Division for Traffic Safety and Reliability

Operational and tactical pedestrian models

Microscopic pedestrian models are frequently used in traffic engineering and safety engineering to simulate crowd behaviors in different scenarios. The Social Force Model (SFM) is a second-order model based on a superposition of exponential repulsions with the neighbors (the social forces). Despite its simplicity, SFM can describe realistic dynamics and self-organized phenomena (lane formation, alternance at bottlenecks, etc.) for fine tunings of the parameter. However, inertia mechanisms can also provide undesired overlapping effects of the pedestrians (“tunneling”  or penetration of particles), oscillating behaviors, as well as additional numerical complexity inherent to second order models. In contrast, the velocity in first-order models is instantaneously adjusted to the neighborhood and the environment. Such a modelling approach is largely inspired by motion planning in robotics. Constraints on the velocity in case of contact allow to model hard-core body exclusion (volume exclusion) and describe collision-free pedestrian dynamics with no overlapping including different self-organization such as jamming and clogging at bottlenecks, lane formation, freezing by heating effect, or intermittent counter flow at bottlenecks (see the videos #1, #2, #3, #4 and this presentation).

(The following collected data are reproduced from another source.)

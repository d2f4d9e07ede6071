use bytes::Bytes;

use crate::mls::crypto::cipher_suite::CipherSuite;
use crate::mls::crypto::provider::{CryptoProvider, KeyStore, RustCryptoProvider};
use crate::mls::crypto::Secret;
use crate::mls::utilities::error::{Error, ErrorKind, Result};

const SUITE: CipherSuite = CipherSuite::MLS_128_DHKEMX25519_AES128GCM_SHA256_Ed25519;

#[test]
fn test_hkdf_rfc5869_case_1() -> Result<()> {
    let provider = RustCryptoProvider::default();
    let hpke = provider.hpke(SUITE)?;

    let ikm = [0x0bu8; 22];
    let salt: Vec<u8> = (0x00u8..=0x0c).collect();
    let info: Vec<u8> = (0xf0u8..=0xf9).collect();

    let prk = hpke.kdf_extract(&ikm, &salt)?;
    assert_eq!(
        hex::encode(prk.as_bytes()),
        "077709362c2e32df0ddc3f0dc47bba6390b6c73bb50f9c3122ec844ad7c2b3e5",
        "extract output"
    );

    let okm = hpke.kdf_expand(&prk, &info, 42)?;
    assert_eq!(
        hex::encode(okm.as_bytes()),
        "3cb25f25faacd57a90434f64d0362f2a2d2d0a90cf1a5a4c5db02d56ecc4c5bf34007208d5b887185865",
        "expand output"
    );

    Ok(())
}

#[test]
fn test_expand_with_label_is_label_bound() -> Result<()> {
    let provider = RustCryptoProvider::default();
    let secret = [7u8; 32];

    let a = provider.expand_with_label(SUITE, &secret, b"key", b"ctx", 16)?;
    let b = provider.expand_with_label(SUITE, &secret, b"nonce", b"ctx", 16)?;
    let c = provider.expand_with_label(SUITE, &secret, b"key", b"other", 16)?;

    assert_eq!(a.len(), 16, "requested length");
    assert_ne!(a, b, "different labels give different output");
    assert_ne!(a, c, "different contexts give different output");
    assert_eq!(
        provider.derive_secret(SUITE, &secret, b"key")?.len(),
        32,
        "derive_secret outputs Nh bytes"
    );

    Ok(())
}

#[test]
fn test_sign_with_label() -> Result<()> {
    let provider = RustCryptoProvider::default();
    let key_pair = provider.signature(SUITE)?.signature_key_pair()?;

    let signature =
        provider.sign_with_label(SUITE, key_pair.private_key(), b"LeafNodeTBS", b"content")?;
    provider.verify_with_label(
        SUITE,
        key_pair.public_key(),
        b"LeafNodeTBS",
        b"content",
        &signature,
    )?;

    let wrong_label = provider.verify_with_label(
        SUITE,
        key_pair.public_key(),
        b"KeyPackageTBS",
        b"content",
        &signature,
    );
    assert_eq!(
        wrong_label.map_err(|err| err.kind()),
        Err(ErrorKind::SignatureError),
        "a signature is bound to its label"
    );

    Ok(())
}

#[test]
fn test_encrypt_with_label() -> Result<()> {
    let provider = RustCryptoProvider::default();
    let key_pair = provider.generate_hpke_key_pair(SUITE)?;

    let (kem_output, ciphertext) = provider.encrypt_with_label(
        SUITE,
        key_pair.public_key(),
        b"UpdatePathNode",
        b"group context",
        b"path secret",
    )?;
    let plaintext = provider.decrypt_with_label(
        SUITE,
        key_pair.private_key(),
        b"UpdatePathNode",
        b"group context",
        &kem_output,
        &ciphertext,
    )?;
    assert_eq!(plaintext.as_bytes(), b"path secret", "round trip");

    let wrong_context = provider.decrypt_with_label(
        SUITE,
        key_pair.private_key(),
        b"UpdatePathNode",
        b"another context",
        &kem_output,
        &ciphertext,
    );
    assert_eq!(
        wrong_context.map_err(|err| err.kind()),
        Err(ErrorKind::DecryptionError),
        "context is authenticated"
    );

    Ok(())
}

#[test]
fn test_aead_rejects_tampering() -> Result<()> {
    let provider = RustCryptoProvider::default();
    let hpke = provider.hpke(SUITE)?;
    let key = [1u8; 16];
    let nonce = [2u8; 12];

    let mut ciphertext = hpke.aead_seal(&key, &nonce, b"hello", b"aad")?.to_vec();
    assert_eq!(
        hpke.aead_open(&key, &nonce, &ciphertext, b"aad")?.as_ref(),
        b"hello",
        "round trip"
    );

    ciphertext[0] ^= 0x01;
    assert_eq!(
        hpke.aead_open(&key, &nonce, &ciphertext, b"aad"),
        Err(Error::AeadError),
        "tampered ciphertext"
    );
    assert_eq!(
        hpke.aead_open(&key[..8], &nonce, &ciphertext, b"aad"),
        Err(Error::AeadError),
        "short key"
    );

    Ok(())
}

#[test]
fn test_node_key_pair_is_deterministic() -> Result<()> {
    let provider = RustCryptoProvider::default();
    let path_secret = Secret::new(vec![9u8; 32]);

    let a = provider.derive_node_key_pair(SUITE, &path_secret)?;
    let b = provider.derive_node_key_pair(SUITE, &path_secret)?;
    assert_eq!(a.public_key(), b.public_key(), "same secret, same key");

    let c = provider.derive_node_key_pair(SUITE, &[8u8; 32])?;
    assert_ne!(a.public_key(), c.public_key(), "different secret, different key");

    Ok(())
}

#[test]
fn test_verify_mac() -> Result<()> {
    let provider = RustCryptoProvider::default();
    let tag = provider.sign_mac(SUITE, b"key", b"message")?;

    assert!(provider.verify_mac(SUITE, b"key", b"message", &tag)?, "valid tag");
    assert!(
        !provider.verify_mac(SUITE, b"key", b"massage", &tag)?,
        "tag bound to message"
    );
    assert!(
        !provider.verify_mac(SUITE, b"key", b"message", &tag[..16])?,
        "truncated tag"
    );

    Ok(())
}

#[test]
fn test_unsupported_cipher_suite() {
    let provider = RustCryptoProvider::default();
    let unknown = CipherSuite::Unknown(0x0003);

    assert!(!provider.supports(unknown), "only suite 1 is supported");
    assert_eq!(
        provider.hash(unknown).err().map(|err| err.kind()),
        Some(ErrorKind::CiphersuiteUnsupported),
        "hash lookup"
    );
    assert_eq!(
        provider.supported(),
        vec![CipherSuite::MLS_128_DHKEMX25519_AES128GCM_SHA256_Ed25519],
        "supported list"
    );
}

#[test]
fn test_memory_key_store() {
    let provider = RustCryptoProvider::default();
    let store = provider.key_store();

    store.store(b"ref", Secret::new(vec![1, 2, 3]));
    assert_eq!(
        store.retrieve(b"ref"),
        Some(Secret::new(vec![1, 2, 3])),
        "stored value"
    );

    store.store(b"ref", Secret::new(vec![4]));
    assert_eq!(store.retrieve(b"ref"), Some(Secret::new(vec![4])), "overwritten");

    assert!(store.delete(b"ref").is_some(), "deleted");
    assert_eq!(store.retrieve(b"ref"), None, "gone after delete");
    assert!(store.delete(b"ref").is_none(), "second delete is a no-op");
}

#[test]
fn test_memory_key_store_tracks_leaf_keys_and_consumption() {
    let provider = RustCryptoProvider::default();
    let store = provider.key_store();

    store.store_leaf_key(b"ref", Bytes::from_static(b"leaf key"));
    assert_eq!(
        store.leaf_key(b"ref"),
        Some(Bytes::from_static(b"leaf key")),
        "leaf key is remembered under the ref"
    );
    store.delete_leaf_key(b"ref");
    assert_eq!(store.leaf_key(b"ref"), None, "leaf key gone after delete");

    assert!(!store.is_consumed(b"ref"), "fresh ref is not consumed");
    assert!(store.mark_consumed(b"ref"), "first consumption is recorded");
    assert!(!store.mark_consumed(b"ref"), "second consumption is refused");
    assert!(store.is_consumed(b"ref"), "ref stays consumed");
}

Pedestrians also exhibit many intelligent tactical behaviors. For instance, experiments show that load in complex geometries, load balancing occurs across different possible exits, optimising the global leaving time. In the literature, basic tactical models for the exit choice depend only on the distance to the exits. They do not reproduce load balancing when the pedestrians are initially inhomogeneously distributed. More sophisticated models based on simulation prediction of the travel time over the possible exits allow to describe the balancing, but they are numerically very expensive. However, the pedestrian speed is strongly correlated with pedestrian density. This relationship allows to derive the choice of the exit as a combination of the distance and the density at the exit, and to recover the load balancing without complex computations.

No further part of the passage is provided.